To engage with the truth of these films you do not need to believe that what you have witnessed is a documentary. Perhaps the Paris Catacombs will not lead you into hell, but grappling with and being consumed by the guilt of past mistakes and the hurt you have caused to others is its own form of damnation. Maybe there is no god being held prisoner in a buried pyramid, but the fear of watching those you love suffer and die while you remain helpless is very real. In these films, the truths we are asked to encounter and learn are not just about the reality of alchemy, hell, or Egyptian gods but about the normal experiences and questions we struggle with: What are we haunted by? What weight do our hearts bear? What exists beyond or after this life?

While found footage horror purports to show the “real truth” of what happened to its characters through direct documentation, it also encourages the challenging of any singular way of knowing and, instead, asks for a collaborative process of truth-seeking that involves institutional knowledge, both past and present; the personal histories we bring with us; and what we learn from our experiences in the moment. No single approach is enough. Instead, we need it all and the flexibility to be open to whatever may occur. And we must be willing to look beyond the facts to find different truths about the fears and anxieties of our world that drive us towards these stories.

Works Cited

Aldana Reyes, Xavier. “Reel Evil: A Critical Reassessment of Found Footage Horror.” Gothic Studies, vol. 17, no. 2, 2015, pp. 122-136. DOI:10.7227/GS.17.2.8.
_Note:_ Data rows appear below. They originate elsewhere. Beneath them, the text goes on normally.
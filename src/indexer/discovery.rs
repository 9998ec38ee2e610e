//! Candidate file enumeration

use crate::config::CodemapConfig;
use crate::error::{CodemapError, Result};
use crate::store::CODEMAP_DIR;
use codemap_extractors::ExtractorRegistry;
use globset::{Glob, GlobSet, GlobSetBuilder};
use std::path::{Path, PathBuf};
use tracing::debug;
use walkdir::WalkDir;

/// Compiled include/exclude patterns, matched against root-relative paths
#[derive(Debug, Clone)]
pub struct PathFilter {
    include: GlobSet,
    exclude: GlobSet,
}

impl PathFilter {
    pub fn new(include: &[String], exclude: &[String]) -> Result<Self> {
        Ok(Self {
            include: build_globset(include)?,
            exclude: build_globset(exclude)?,
        })
    }

    pub fn from_config(config: &CodemapConfig) -> Result<Self> {
        Self::new(&config.include, &config.exclude)
    }

    /// Whether `rel_path` (forward slashes) is an indexable file path
    pub fn accepts_file(&self, rel_path: &str) -> bool {
        if in_codemap_dir(rel_path) || self.exclude.is_match(rel_path) {
            return false;
        }
        self.include.is_empty() || self.include.is_match(rel_path)
    }

    /// Whether a whole directory can be skipped
    pub fn rejects_dir(&self, rel_dir: &str) -> bool {
        if in_codemap_dir(rel_dir) {
            return true;
        }
        // `**/x/**` patterns only match paths below the directory
        self.exclude.is_match(rel_dir) || self.exclude.is_match(format!("{}/_", rel_dir))
    }
}

fn in_codemap_dir(rel_path: &str) -> bool {
    rel_path == CODEMAP_DIR || rel_path.starts_with(&format!("{}/", CODEMAP_DIR))
}

fn build_globset(patterns: &[String]) -> Result<GlobSet> {
    let mut builder = GlobSetBuilder::new();
    for pattern in patterns {
        let glob = Glob::new(pattern)
            .map_err(|e| CodemapError::Config(format!("Invalid glob pattern {}: {}", pattern, e)))?;
        builder.add(glob);
    }
    builder
        .build()
        .map_err(|e| CodemapError::Config(format!("Failed to build glob set: {}", e)))
}

/// Root-relative, forward-slash form of `path`
pub fn rel_path_string(root: &Path, path: &Path) -> Option<String> {
    let relative = path.strip_prefix(root).ok()?;
    let parts: Vec<String> = relative
        .components()
        .map(|c| c.as_os_str().to_string_lossy().into_owned())
        .collect();
    if parts.is_empty() {
        None
    } else {
        Some(parts.join("/"))
    }
}

/// Files under `root` that pass the filter and have a registered extractor, sorted
pub fn discover_files(
    root: &Path,
    filter: &PathFilter,
    registry: &ExtractorRegistry,
) -> Vec<PathBuf> {
    let mut files: Vec<PathBuf> = WalkDir::new(root)
        .follow_links(false)
        .into_iter()
        .filter_entry(|entry| {
            if entry.depth() == 0 || !entry.file_type().is_dir() {
                return true;
            }
            rel_path_string(root, entry.path())
                .map(|rel| !filter.rejects_dir(&rel))
                .unwrap_or(true)
        })
        .filter_map(|entry| entry.ok())
        .filter(|entry| entry.file_type().is_file())
        .filter(|entry| registry.language_for_path(entry.path()).is_some())
        .filter(|entry| {
            rel_path_string(root, entry.path())
                .map(|rel| filter.accepts_file(&rel))
                .unwrap_or(false)
        })
        .map(|entry| entry.into_path())
        .collect();

    files.sort();
    debug!("Discovered {} candidate files under {}", files.len(), root.display());
    files
}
As Above, So Below. Directed by John Erick Dowdle. Universal Pictures and Legendary Entertainment, 2014.

Ellis, Bill. Raising the Devil: Satanism, New Religions, and the Media. University Press of Kentucky, 2000.

Epstein, Annie. “Filming in the Paris Catacombs for As Above, So Below.” Motion Picture Association, 13 Aug. 2014.

Oring, Elliott. “Folk Narratives.” Folk Groups and Folklore Genres: An Introduction, edited by Elliott Oring, Utah State University Press, 1986, pp. 121-145.

The Pyramid. Directed by Grégory Levasseur. 20th Century Fox, 2014.

Rotten Tomatoes Trailers. “As Above, So Below Official Trailer #1 (2014).” YouTube, 25 Apr.

Sawczuk, Tomasz. “Taking Horror as You Find It: From Found Manuscripts to Found Footage Aesthetics.” Text Matters, no. 10, 2020, pp. 223-235. DOI:10.18778/2083-2931.10.14.

Sayad, Cecilia. “Found-Footage Horror and the Frame’s Undoing.” Cinema Journal, vol. 55, no. 2, 2016, pp. 43-66. DOI: 10.1353/cj.2016.0003.

Wilkinson, Richard H. The Complete Gods and Goddesses of Ancient Egypt. Thames & Hudson, 2017.